++++ Data shown ++++

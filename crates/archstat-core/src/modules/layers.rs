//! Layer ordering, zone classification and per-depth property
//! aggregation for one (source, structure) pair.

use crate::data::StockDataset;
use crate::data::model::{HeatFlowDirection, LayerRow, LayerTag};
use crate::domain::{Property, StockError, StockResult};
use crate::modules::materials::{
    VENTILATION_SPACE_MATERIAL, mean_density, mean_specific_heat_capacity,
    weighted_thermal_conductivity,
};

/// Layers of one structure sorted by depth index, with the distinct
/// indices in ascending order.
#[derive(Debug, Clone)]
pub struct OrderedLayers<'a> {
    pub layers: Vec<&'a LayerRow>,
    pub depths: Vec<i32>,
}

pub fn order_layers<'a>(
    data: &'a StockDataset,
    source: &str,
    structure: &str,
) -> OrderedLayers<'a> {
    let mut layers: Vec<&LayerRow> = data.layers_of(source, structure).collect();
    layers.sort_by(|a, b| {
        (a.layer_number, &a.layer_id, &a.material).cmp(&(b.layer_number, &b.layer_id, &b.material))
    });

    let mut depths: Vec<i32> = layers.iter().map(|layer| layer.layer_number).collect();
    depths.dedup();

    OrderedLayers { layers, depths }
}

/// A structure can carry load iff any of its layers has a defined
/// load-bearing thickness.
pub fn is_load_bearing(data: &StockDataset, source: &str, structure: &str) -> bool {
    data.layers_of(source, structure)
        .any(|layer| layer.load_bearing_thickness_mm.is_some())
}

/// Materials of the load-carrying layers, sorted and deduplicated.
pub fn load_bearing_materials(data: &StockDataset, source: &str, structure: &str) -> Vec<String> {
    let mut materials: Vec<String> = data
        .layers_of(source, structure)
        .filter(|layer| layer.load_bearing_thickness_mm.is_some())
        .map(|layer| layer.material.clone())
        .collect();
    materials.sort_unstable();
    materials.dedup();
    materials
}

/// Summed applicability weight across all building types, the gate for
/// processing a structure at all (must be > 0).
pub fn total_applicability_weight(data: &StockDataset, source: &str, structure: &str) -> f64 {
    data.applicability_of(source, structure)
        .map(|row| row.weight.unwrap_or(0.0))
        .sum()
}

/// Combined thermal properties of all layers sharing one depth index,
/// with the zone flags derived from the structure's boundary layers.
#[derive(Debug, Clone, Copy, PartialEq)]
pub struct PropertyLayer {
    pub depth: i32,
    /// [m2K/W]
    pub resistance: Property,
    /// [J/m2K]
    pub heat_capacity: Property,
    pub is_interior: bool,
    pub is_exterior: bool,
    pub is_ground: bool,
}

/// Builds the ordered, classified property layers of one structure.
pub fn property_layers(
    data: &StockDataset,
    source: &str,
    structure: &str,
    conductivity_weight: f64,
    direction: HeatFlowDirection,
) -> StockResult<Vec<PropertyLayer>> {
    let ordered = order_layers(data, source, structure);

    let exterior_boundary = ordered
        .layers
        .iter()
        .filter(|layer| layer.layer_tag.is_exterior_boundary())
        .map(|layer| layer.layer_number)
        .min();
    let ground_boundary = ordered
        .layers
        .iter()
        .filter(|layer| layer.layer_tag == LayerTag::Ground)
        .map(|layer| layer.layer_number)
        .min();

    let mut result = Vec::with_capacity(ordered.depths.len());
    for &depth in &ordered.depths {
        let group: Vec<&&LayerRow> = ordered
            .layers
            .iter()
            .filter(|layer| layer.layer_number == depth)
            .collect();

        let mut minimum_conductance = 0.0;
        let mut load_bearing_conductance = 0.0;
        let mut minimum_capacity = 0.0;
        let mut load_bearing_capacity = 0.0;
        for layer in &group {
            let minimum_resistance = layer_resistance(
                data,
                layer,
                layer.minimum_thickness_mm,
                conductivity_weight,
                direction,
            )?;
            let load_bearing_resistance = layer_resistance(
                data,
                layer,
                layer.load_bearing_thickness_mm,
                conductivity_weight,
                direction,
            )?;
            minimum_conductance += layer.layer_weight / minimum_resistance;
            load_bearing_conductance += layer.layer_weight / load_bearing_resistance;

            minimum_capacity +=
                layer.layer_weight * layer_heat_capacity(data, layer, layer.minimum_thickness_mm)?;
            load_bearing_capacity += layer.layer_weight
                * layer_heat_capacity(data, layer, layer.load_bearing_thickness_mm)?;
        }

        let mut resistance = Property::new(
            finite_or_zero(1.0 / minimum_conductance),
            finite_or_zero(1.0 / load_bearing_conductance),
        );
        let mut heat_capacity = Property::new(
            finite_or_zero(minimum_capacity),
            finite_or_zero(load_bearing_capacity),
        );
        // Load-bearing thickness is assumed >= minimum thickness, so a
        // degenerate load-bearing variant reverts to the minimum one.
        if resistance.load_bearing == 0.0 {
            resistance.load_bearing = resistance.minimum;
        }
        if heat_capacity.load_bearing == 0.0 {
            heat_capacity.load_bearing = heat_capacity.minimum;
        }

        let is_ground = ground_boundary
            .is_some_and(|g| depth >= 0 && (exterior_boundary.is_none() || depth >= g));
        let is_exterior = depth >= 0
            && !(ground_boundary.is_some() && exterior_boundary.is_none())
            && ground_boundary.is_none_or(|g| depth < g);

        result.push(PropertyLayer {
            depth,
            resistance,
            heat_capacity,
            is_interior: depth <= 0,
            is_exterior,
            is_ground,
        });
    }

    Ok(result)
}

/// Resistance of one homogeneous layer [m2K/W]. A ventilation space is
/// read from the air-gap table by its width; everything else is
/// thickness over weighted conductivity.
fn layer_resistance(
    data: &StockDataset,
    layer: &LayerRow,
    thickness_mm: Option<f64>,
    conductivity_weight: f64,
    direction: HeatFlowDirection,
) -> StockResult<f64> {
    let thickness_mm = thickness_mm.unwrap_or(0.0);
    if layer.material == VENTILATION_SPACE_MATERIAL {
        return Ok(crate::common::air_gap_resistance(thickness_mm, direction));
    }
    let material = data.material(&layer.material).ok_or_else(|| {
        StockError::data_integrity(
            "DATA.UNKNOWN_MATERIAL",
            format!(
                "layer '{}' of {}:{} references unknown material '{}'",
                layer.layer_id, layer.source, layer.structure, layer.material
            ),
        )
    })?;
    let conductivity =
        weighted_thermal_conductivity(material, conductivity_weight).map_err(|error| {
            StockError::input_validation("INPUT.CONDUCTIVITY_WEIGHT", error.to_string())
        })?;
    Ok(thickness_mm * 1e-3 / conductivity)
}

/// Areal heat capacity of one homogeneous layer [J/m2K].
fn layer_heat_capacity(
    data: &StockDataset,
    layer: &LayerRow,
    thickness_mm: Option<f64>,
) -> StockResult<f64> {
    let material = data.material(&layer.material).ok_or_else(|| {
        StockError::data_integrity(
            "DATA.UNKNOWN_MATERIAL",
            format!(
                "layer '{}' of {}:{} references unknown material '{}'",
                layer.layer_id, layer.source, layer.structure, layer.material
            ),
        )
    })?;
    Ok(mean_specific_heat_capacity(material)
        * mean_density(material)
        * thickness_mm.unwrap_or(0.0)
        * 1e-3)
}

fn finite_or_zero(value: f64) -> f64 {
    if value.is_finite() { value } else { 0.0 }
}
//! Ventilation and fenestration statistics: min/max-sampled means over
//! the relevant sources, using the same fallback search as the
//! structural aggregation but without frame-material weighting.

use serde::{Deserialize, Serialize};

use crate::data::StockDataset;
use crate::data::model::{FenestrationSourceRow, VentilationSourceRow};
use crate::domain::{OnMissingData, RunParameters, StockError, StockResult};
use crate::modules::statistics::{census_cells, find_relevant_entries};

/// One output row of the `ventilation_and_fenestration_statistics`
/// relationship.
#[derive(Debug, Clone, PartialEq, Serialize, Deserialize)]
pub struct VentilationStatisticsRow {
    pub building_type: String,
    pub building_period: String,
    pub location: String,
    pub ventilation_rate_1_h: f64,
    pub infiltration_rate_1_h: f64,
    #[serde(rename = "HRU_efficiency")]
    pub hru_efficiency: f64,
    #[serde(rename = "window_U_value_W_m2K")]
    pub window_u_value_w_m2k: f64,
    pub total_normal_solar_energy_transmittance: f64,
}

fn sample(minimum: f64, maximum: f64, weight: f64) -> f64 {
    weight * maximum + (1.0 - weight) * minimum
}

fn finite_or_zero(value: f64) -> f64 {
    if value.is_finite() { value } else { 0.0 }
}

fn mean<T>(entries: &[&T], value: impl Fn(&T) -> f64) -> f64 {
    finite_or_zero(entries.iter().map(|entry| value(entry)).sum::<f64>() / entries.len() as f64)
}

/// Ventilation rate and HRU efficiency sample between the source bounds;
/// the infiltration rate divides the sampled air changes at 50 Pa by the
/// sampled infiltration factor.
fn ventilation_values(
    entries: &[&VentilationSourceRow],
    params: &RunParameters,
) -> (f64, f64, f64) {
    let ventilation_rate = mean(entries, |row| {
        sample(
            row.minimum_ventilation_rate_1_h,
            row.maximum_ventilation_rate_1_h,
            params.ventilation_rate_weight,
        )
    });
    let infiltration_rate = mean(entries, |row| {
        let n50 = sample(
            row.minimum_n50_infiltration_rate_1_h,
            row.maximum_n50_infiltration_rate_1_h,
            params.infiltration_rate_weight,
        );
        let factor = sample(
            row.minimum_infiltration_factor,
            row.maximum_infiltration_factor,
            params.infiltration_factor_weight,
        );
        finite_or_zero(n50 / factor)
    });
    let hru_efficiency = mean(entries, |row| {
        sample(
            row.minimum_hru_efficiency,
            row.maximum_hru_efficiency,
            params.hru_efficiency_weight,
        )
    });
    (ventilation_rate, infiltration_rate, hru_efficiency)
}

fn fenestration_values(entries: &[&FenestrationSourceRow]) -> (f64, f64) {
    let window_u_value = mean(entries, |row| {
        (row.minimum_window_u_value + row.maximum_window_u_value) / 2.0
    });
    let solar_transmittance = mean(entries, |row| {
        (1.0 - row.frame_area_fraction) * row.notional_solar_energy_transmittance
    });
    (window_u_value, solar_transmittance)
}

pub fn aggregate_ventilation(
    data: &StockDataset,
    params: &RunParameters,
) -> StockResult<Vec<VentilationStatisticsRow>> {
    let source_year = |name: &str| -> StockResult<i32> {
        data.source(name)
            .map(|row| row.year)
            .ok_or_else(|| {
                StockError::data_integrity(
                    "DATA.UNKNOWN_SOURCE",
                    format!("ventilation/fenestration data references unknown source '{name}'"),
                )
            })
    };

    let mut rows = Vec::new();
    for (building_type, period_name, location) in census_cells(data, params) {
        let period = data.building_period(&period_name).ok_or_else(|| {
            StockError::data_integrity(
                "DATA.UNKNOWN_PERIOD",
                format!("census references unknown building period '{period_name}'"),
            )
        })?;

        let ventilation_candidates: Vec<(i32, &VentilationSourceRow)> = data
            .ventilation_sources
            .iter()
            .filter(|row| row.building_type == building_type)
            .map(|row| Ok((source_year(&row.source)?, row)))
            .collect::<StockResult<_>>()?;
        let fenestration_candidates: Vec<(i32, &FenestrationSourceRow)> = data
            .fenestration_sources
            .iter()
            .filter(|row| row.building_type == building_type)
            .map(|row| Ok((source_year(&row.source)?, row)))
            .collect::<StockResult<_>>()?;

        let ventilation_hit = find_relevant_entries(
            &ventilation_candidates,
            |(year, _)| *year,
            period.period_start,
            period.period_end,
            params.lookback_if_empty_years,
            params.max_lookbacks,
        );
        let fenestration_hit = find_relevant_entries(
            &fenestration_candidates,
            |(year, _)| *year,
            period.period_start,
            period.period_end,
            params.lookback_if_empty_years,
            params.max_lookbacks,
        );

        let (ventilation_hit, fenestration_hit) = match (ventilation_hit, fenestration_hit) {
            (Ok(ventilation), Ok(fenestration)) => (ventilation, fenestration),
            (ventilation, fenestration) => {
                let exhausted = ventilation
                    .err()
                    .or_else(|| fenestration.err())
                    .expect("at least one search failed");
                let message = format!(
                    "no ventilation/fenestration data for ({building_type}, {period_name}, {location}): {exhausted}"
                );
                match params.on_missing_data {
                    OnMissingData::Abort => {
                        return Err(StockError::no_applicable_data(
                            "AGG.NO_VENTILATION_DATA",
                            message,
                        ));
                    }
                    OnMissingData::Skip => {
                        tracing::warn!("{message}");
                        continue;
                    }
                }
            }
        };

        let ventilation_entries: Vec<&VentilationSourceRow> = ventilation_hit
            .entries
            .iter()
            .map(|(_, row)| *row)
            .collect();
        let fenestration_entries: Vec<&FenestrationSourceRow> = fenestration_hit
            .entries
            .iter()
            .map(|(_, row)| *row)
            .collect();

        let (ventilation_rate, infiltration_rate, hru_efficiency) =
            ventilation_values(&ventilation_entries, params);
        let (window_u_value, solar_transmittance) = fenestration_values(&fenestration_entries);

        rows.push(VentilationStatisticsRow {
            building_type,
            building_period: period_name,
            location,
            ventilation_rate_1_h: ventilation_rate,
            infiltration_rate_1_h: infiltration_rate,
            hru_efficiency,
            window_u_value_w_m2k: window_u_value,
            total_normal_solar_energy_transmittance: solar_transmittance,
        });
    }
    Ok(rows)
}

++++

_What to produce_
Which lines of the data contain the string "LayerRow"? Copy each of them.

_Solution for this task_
use crate::data::model::{HeatFlowDirection, LayerRow, LayerTag};
    pub layers: Vec<&'a LayerRow>,
    let mut layers: Vec<&LayerRow> = data.layers_of(source, structure).collect();
        let group: Vec<&&LayerRow> = ordered
    layer: &LayerRow,
    layer: &LayerRow,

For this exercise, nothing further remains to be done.